## AIM OF THE EXERCISE
Write out every line below with no difference at all.

## RECORDED DATA
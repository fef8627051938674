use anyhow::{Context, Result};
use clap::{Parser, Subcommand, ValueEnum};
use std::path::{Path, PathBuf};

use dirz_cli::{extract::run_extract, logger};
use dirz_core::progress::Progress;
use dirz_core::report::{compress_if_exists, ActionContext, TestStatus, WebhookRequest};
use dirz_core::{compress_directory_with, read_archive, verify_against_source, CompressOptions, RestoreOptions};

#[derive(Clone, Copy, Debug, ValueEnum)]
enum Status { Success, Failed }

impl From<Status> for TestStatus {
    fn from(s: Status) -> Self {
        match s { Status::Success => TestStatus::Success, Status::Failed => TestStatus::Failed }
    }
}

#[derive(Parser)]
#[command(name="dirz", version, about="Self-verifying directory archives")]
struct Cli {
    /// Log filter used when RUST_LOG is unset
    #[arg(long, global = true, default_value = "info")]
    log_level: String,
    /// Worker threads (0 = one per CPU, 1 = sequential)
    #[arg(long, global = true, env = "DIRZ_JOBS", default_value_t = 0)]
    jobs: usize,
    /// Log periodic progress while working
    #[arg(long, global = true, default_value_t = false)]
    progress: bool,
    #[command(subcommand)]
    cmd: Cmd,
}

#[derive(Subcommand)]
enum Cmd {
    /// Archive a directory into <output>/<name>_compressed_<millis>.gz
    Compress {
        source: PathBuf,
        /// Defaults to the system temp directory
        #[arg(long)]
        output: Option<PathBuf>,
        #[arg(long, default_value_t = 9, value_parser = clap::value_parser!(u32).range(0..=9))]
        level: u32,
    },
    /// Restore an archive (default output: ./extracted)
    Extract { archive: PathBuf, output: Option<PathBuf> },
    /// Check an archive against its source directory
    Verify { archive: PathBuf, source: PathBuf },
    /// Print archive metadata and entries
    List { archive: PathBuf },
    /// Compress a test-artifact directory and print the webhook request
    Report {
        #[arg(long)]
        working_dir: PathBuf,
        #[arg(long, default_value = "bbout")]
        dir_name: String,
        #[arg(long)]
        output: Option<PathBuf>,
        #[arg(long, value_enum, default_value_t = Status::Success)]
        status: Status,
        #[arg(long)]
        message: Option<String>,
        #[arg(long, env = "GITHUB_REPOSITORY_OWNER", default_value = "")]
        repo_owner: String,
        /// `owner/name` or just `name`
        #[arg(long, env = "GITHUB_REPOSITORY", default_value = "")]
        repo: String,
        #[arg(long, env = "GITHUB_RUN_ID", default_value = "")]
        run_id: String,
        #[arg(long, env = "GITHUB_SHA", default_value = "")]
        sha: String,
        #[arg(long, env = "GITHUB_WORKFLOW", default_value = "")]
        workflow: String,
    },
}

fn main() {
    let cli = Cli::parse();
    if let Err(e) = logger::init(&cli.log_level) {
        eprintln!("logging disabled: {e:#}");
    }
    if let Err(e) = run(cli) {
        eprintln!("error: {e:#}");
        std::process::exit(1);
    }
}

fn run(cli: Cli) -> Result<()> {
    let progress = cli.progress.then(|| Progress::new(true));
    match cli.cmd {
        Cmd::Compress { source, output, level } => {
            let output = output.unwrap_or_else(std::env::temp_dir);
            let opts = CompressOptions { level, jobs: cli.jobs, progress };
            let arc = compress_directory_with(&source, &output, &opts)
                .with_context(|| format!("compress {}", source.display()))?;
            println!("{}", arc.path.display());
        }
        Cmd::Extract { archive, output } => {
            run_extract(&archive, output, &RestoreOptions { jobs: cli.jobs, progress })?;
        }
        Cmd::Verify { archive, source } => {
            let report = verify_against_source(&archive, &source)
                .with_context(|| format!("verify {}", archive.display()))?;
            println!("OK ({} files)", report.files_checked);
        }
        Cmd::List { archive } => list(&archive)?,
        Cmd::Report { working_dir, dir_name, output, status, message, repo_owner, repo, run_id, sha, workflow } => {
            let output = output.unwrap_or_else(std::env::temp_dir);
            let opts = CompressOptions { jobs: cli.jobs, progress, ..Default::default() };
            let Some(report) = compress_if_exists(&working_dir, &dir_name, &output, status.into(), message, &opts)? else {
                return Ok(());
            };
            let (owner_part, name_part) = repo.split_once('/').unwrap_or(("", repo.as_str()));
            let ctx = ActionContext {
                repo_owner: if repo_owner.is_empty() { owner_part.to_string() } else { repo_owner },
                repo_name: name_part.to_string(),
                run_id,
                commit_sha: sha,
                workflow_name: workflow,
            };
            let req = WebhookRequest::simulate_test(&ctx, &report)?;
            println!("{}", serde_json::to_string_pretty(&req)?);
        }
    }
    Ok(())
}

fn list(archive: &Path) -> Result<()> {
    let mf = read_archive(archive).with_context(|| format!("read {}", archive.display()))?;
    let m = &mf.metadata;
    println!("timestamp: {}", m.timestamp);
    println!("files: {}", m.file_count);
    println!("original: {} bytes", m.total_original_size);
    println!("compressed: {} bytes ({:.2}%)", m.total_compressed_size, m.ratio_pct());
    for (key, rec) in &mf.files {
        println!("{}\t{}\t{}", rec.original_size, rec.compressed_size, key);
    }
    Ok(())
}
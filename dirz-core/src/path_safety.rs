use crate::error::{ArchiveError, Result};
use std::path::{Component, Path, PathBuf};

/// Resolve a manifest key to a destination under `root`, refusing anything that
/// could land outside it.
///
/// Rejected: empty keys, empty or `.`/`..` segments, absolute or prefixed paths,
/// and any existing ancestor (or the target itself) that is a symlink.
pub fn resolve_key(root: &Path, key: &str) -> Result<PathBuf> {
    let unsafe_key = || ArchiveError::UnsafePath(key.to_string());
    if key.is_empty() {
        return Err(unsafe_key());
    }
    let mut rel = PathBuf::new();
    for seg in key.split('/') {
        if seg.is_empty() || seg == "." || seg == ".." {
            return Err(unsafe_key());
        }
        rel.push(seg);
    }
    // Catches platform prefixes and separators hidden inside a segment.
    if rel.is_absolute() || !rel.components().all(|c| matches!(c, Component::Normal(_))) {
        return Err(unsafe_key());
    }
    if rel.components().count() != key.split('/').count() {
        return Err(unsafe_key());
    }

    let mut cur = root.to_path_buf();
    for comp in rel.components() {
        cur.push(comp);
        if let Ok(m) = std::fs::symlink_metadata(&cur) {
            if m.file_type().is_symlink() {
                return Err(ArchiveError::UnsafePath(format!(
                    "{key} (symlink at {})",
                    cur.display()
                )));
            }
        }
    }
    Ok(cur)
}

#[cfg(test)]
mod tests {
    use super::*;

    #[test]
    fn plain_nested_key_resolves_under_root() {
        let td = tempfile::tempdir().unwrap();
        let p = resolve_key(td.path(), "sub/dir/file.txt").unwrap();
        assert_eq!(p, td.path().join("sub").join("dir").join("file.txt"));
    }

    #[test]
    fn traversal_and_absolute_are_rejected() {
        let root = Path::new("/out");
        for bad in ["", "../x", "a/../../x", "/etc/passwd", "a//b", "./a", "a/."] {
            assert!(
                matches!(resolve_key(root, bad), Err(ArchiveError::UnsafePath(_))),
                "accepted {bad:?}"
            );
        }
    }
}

## TASK RESULT
repository fef8627051938674
use anyhow::{Context, Result};
use clap::{Parser, Subcommand, ValueEnum};
use std::path::{Path, PathBuf};

use dirz_cli::{extract::run_extract, logger};
use dirz_core::progress::Progress;
use dirz_core::report::{compress_if_exists, ActionContext, TestStatus, WebhookRequest};
use dirz_core::{compress_directory_with, read_archive, verify_against_source, CompressOptions, RestoreOptions};

#[derive(Clone, Copy, Debug, ValueEnum)]
enum Status { Success, Failed }

impl From<Status> for TestStatus {
    fn from(s: Status) -> Self {
        match s { Status::Success => TestStatus::Success, Status::Failed => TestStatus::Failed }
    }
}

#[derive(Parser)]
#[command(name="dirz", version, about="Self-verifying directory archives")]
struct Cli {
    /// Log filter used when RUST_LOG is unset
    #[arg(long, global = true, default_value = "info")]
    log_level: String,
    /// Worker threads (0 = one per CPU, 1 = sequential)
    #[arg(long, global = true, env = "DIRZ_JOBS", default_value_t = 0)]
    jobs: usize,
    /// Log periodic progress while working
    #[arg(long, global = true, default_value_t = false)]
    progress: bool,
    #[command(subcommand)]
    cmd: Cmd,
}

#[derive(Subcommand)]
enum Cmd {
    /// Archive a directory into <output>/<name>_compressed_<millis>.gz
    Compress {
        source: PathBuf,
        /// Defaults to the system temp directory
        #[arg(long)]
        output: Option<PathBuf>,
        #[arg(long, default_value_t = 9, value_parser = clap::value_parser!(u32).range(0..=9))]
        level: u32,
    },
    /// Restore an archive (default output: ./extracted)
    Extract { archive: PathBuf, output: Option<PathBuf> },
    /// Check an archive against its source directory
    Verify { archive: PathBuf, source: PathBuf },
    /// Print archive metadata and entries
    List { archive: PathBuf },
    /// Compress a test-artifact directory and print the webhook request
    Report {
        #[arg(long)]
        working_dir: PathBuf,
        #[arg(long, default_value = "bbout")]
        dir_name: String,
        #[arg(long)]
        output: Option<PathBuf>,
        #[arg(long, value_enum, default_value_t = Status::Success)]
        status: Status,
        #[arg(long)]
        message: Option<String>,
        #[arg(long, env = "GITHUB_REPOSITORY_OWNER", default_value = "")]
        repo_owner: String,
        /// `owner/name` or just `name`
        #[arg(long, env = "GITHUB_REPOSITORY", default_value = "")]
        repo: String,
        #[arg(long, env = "GITHUB_RUN_ID", default_value = "")]
        run_id: String,
        #[arg(long, env = "GITHUB_SHA", default_value = "")]
        sha: String,
        #[arg(long, env = "GITHUB_WORKFLOW", default_value = "")]
        workflow: String,
    },
}

fn main() {
    let cli = Cli::parse();
    if let Err(e) = logger::init(&cli.log_level) {
        eprintln!("logging disabled: {e:#}");
    }
    if let Err(e) = run(cli) {
        eprintln!("error: {e:#}");
        std::process::exit(1);
    }
}

fn run(cli: Cli) -> Result<()> {
    let progress = cli.progress.then(|| Progress::new(true));
    match cli.cmd {
        Cmd::Compress { source, output, level } => {
            let output = output.unwrap_or_else(std::env::temp_dir);
            let opts = CompressOptions { level, jobs: cli.jobs, progress };
            let arc = compress_directory_with(&source, &output, &opts)
                .with_context(|| format!("compress {}", source.display()))?;
            println!("{}", arc.path.display());
        }
        Cmd::Extract { archive, output } => {
            run_extract(&archive, output, &RestoreOptions { jobs: cli.jobs, progress })?;
        }
        Cmd::Verify { archive, source } => {
            let report = verify_against_source(&archive, &source)
                .with_context(|| format!("verify {}", archive.display()))?;
            println!("OK ({} files)", report.files_checked);
        }
        Cmd::List { archive } => list(&archive)?,
        Cmd::Report { working_dir, dir_name, output, status, message, repo_owner, repo, run_id, sha, workflow } => {
            let output = output.unwrap_or_else(std::env::temp_dir);
            let opts = CompressOptions { jobs: cli.jobs, progress, ..Default::default() };
            let Some(report) = compress_if_exists(&working_dir, &dir_name, &output, status.into(), message, &opts)? else {
                return Ok(());
            };
            let (owner_part, name_part) = repo.split_once('/').unwrap_or(("", repo.as_str()));
            let ctx = ActionContext {
                repo_owner: if repo_owner.is_empty() { owner_part.to_string() } else { repo_owner },
                repo_name: name_part.to_string(),
                run_id,
                commit_sha: sha,
                workflow_name: workflow,
            };
            let req = WebhookRequest::simulate_test(&ctx, &report)?;
            println!("{}", serde_json::to_string_pretty(&req)?);
        }
    }
    Ok(())
}

fn list(archive: &Path) -> Result<()> {
    let mf = read_archive(archive).with_context(|| format!("read {}", archive.display()))?;
    let m = &mf.metadata;
    println!("timestamp: {}", m.timestamp);
    println!("files: {}", m.file_count);
    println!("original: {} bytes", m.total_original_size);
    println!("compressed: {} bytes ({:.2}%)", m.total_compressed_size, m.ratio_pct());
    for (key, rec) in &mf.files {
        println!("{}\t{}\t{}", rec.original_size, rec.compressed_size, key);
    }
    Ok(())
}
filename dirz-core/src/path_safety.rs
use crate::error::{ArchiveError, Result};
use std::path::{Component, Path, PathBuf};

/// Resolve a manifest key to a destination under `root`, refusing anything that
/// could land outside it.
///
/// Rejected: empty keys, empty or `.`/`..` segments, absolute or prefixed paths,
/// and any existing ancestor (or the target itself) that is a symlink.
pub fn resolve_key(root: &Path, key: &str) -> Result<PathBuf> {
    let unsafe_key = || ArchiveError::UnsafePath(key.to_string());
    if key.is_empty() {
        return Err(unsafe_key());
    }
    let mut rel = PathBuf::new();
    for seg in key.split('/') {
        if seg.is_empty() || seg == "." || seg == ".." {
            return Err(unsafe_key());
        }
        rel.push(seg);
    }
    // Catches platform prefixes and separators hidden inside a segment.
    if rel.is_absolute() || !rel.components().all(|c| matches!(c, Component::Normal(_))) {
        return Err(unsafe_key());
    }
    if rel.components().count() != key.split('/').count() {
        return Err(unsafe_key());
    }

    let mut cur = root.to_path_buf();
    for comp in rel.components() {
        cur.push(comp);
        if let Ok(m) = std::fs::symlink_metadata(&cur) {
            if m.file_type().is_symlink() {
                return Err(ArchiveError::UnsafePath(format!(
                    "{key} (symlink at {})",
                    cur.display()
                )));
            }
        }
    }
    Ok(cur)
}

#[cfg(test)]
mod tests {
    use super::*;

    #[test]
    fn plain_nested_key_resolves_under_root() {
        let td = tempfile::tempdir().unwrap();
        let p = resolve_key(td.path(), "sub/dir/file.txt").unwrap();
        assert_eq!(p, td.path().join("sub").join("dir").join("file.txt"));
    }

    #[test]
    fn traversal_and_absolute_are_rejected() {
        let root = Path::new("/out");
        for bad in ["", "../x", "a/../../x", "/etc/passwd", "a//b", "./a", "a/."] {
            assert!(
                matches!(resolve_key(root, bad), Err(ArchiveError::UnsafePath(_))),
                "accepted {bad:?}"
            );
        }
    }
}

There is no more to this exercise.